=== DATA FOR ANALYSIS ===

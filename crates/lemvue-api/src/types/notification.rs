// ── Inbox notifications ──

use chrono::{DateTime, Utc};
use serde::{Deserialize, Serialize};

use super::NotificationKind;
use super::ids::NotificationId;
use super::modlog::ModlogEntry;
use super::views::{CommentView, PostView, PrivateMessageView};

#[derive(Debug, Clone, PartialEq, Serialize, Deserialize)]
#[serde(untagged)]
pub enum NotificationEntry {
    Known(NotificationItem),
    Unrecognized(UnrecognizedNotification),
}

impl NotificationEntry {
    pub fn id(&self) -> NotificationId {
        match self {
            Self::Known(item) => item.id,
            Self::Unrecognized(raw) => raw.id,
        }
    }

    pub fn read(&self) -> bool {
        match self {
            Self::Known(item) => item.read,
            Self::Unrecognized(raw) => raw.read,
        }
    }

    /// Copy of this entry with the read flag replaced.
    pub fn with_read(&self, read: bool) -> Self {
        match self {
            Self::Known(item) => Self::Known(NotificationItem {
                read,
                ..item.clone()
            }),
            Self::Unrecognized(raw) => Self::Unrecognized(UnrecognizedNotification {
                read,
                ..raw.clone()
            }),
        }
    }
}

#[derive(Debug, Clone, PartialEq, Serialize, Deserialize)]
pub struct NotificationItem {
    pub id: NotificationId,
    pub published: DateTime<Utc>,
    #[serde(default)]
    pub read: bool,
    #[serde(flatten)]
    pub data: NotificationData,
}

#[derive(Debug, Clone, PartialEq, Serialize, Deserialize)]
pub struct UnrecognizedNotification {
    pub id: NotificationId,
    pub published: DateTime<Utc>,
    #[serde(default)]
    pub read: bool,
    #[serde(rename = "type_")]
    pub kind: String,
}

#[derive(Debug, Clone, PartialEq, Serialize, Deserialize)]
#[serde(tag = "type_")]
pub enum NotificationData {
    /// Someone replied to the user's post or comment.
    Reply { comment: Box<CommentView> },
    /// The user was mentioned in a comment.
    Mention { comment: Box<CommentView> },
    /// New activity on a post the user subscribed to.
    Subscription { post: Box<PostView> },
    PrivateMessage { message: Box<PrivateMessageView> },
    /// A moderator acted on the user's content or account.
    ModAction { entry: Box<ModlogEntry> },
}

impl NotificationData {
    pub fn kind(&self) -> NotificationKind {
        match self {
            Self::Reply { .. } => NotificationKind::Reply,
            Self::Mention { .. } => NotificationKind::Mention,
            Self::Subscription { .. } => NotificationKind::Subscription,
            Self::PrivateMessage { .. } => NotificationKind::PrivateMessage,
            Self::ModAction { .. } => NotificationKind::ModAction,
        }
    }
}

#[cfg(test)]
#[allow(clippy::unwrap_used)]
mod tests {
    use serde_json::json;

    use super::*;

    #[test]
    fn unknown_notification_kind_keeps_identity_and_read_flag() {
        let entry: NotificationEntry = serde_json::from_value(json!({
            "id": 4,
            "published": "2025-03-01T12:00:00Z",
            "read": true,
            "type_": "Poke"
        }))
        .unwrap();

        assert_eq!(entry.id(), NotificationId(4));
        assert!(entry.read());
        assert!(matches!(entry, NotificationEntry::Unrecognized(_)));
        assert!(!entry.with_read(false).read());
    }
}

===

__DESCRIPTION OF THE TASK__: Return each line of the entries that holds the string "PostView".

__EXERCISE RESPONSE__:
use super::views::{CommentView, PostView, PrivateMessageView};
    Subscription { post: Box<PostView> },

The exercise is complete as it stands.